• [Task objective]:
Copy out each line of the listing below where the string "Some" appears.

(Data to examine)

//! Panic recovery for actor handlers.
//!
//! A panicking handler must not take the dispatcher down with it, and the
//! dispatch that triggered it still has to record its outcome metric.
//! [`with_recovery_async`] turns a panic into [`Error::Internal`].

use futures::FutureExt;
use std::any::Any;
use std::future::Future;
use std::panic::AssertUnwindSafe;

use crate::types::{Error, Result};

/// Await `future`, converting a panic at any poll into an error.
pub async fn with_recovery_async<Fut, T>(future: Fut, operation_name: &str) -> Result<T>
where
    Fut: Future<Output = Result<T>>,
{
    match AssertUnwindSafe(future).catch_unwind().await {
        Ok(result) => result,
        Err(payload) => Err(recovered(operation_name, payload.as_ref())),
    }
}

fn recovered(operation_name: &str, payload: &(dyn Any + Send)) -> Error {
    let panic_msg = extract_panic_message(payload);
    tracing::error!(
        "panic_recovered: operation={}, panic={}",
        operation_name,
        panic_msg
    );
    Error::internal(format!("panic in {}: {}", operation_name, panic_msg))
}

fn extract_panic_message(payload: &(dyn Any + Send)) -> String {
    if let Some(s) = payload.downcast_ref::<&str>() {
        s.to_string()
    } else if let Some(s) = payload.downcast_ref::<String>() {
        s.clone()
    } else {
        "unknown panic (no message)".to_string()
    }
}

(End Data to examine)

• [Response]:
    if let Some(s) = payload.downcast_ref::<&str>() {
    } else if let Some(s) = payload.downcast_ref::<String>() {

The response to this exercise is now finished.